§ **The records**
=== Begin Enclosure ===

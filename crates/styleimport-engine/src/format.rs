//! Declaration formatting.

use serde::ser::{Serialize, SerializeMap, Serializer};
use styleimport_css::{Declaration, Rule};

use crate::matcher::FormatChoice;

/// The declarations of one resolved rule, in the site's chosen format.
#[derive(Debug, Clone, PartialEq, Eq)]
pub enum Formatted {
    /// `property: value;` lines joined with `\n`.
    Text(String),
    /// `(camelCaseProperty, value)` entries in declaration order.
    ///
    /// Repeated properties produce repeated keys; consumers that build a
    /// real map keep the last one.
    Object(Vec<(String, String)>),
}

pub fn format_declarations(rule: &Rule, format: FormatChoice) -> Formatted {
    match format {
        FormatChoice::String => Formatted::Text(stringify_declarations(&rule.declarations)),
        FormatChoice::Object => Formatted::Object(objectify_declarations(&rule.declarations)),
    }
}

pub fn stringify_declarations(declarations: &[Declaration]) -> String {
    declarations
        .iter()
        .map(|d| format!("{}: {};", d.property, d.value))
        .collect::<Vec<_>>()
        .join("\n")
}

pub fn objectify_declarations(declarations: &[Declaration]) -> Vec<(String, String)> {
    declarations
        .iter()
        .map(|d| (to_camel_case(&d.property), d.value.clone()))
        .collect()
}

/// Convert a kebab-case property name to camelCase.
///
/// Every hyphen followed by a character is replaced by that character in
/// upper case, so `background-color` becomes `backgroundColor` and
/// `-webkit-box-flex` becomes `WebkitBoxFlex`. A trailing hyphen is kept.
pub fn to_camel_case(property: &str) -> String {
    let mut out = String::with_capacity(property.len());
    let mut chars = property.chars();
    while let Some(c) = chars.next() {
        if c != '-' {
            out.push(c);
            continue;
        }
        match chars.next() {
            Some(next) => out.extend(next.to_uppercase()),
            None => out.push('-'),
        }
    }
    out
}

impl Serialize for Formatted {
    fn serialize<S: Serializer>(&self, serializer: S) -> Result<S::Ok, S::Error> {
        match self {
            Formatted::Text(text) => serializer.serialize_str(text),
            Formatted::Object(entries) => {
                let mut map = serializer.serialize_map(Some(entries.len()))?;
                for (key, value) in entries {
                    map.serialize_entry(key, value)?;
                }
                map.end()
            }
        }
    }
}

=== End Enclosure ===

§ **Try it**
Copy each line of the listing that contains "Text".

§ **Expected answer**
    Text(String),
        FormatChoice::String => Formatted::Text(stringify_declarations(&rule.declarations)),
            Formatted::Text(text) => serializer.serialize_str(text),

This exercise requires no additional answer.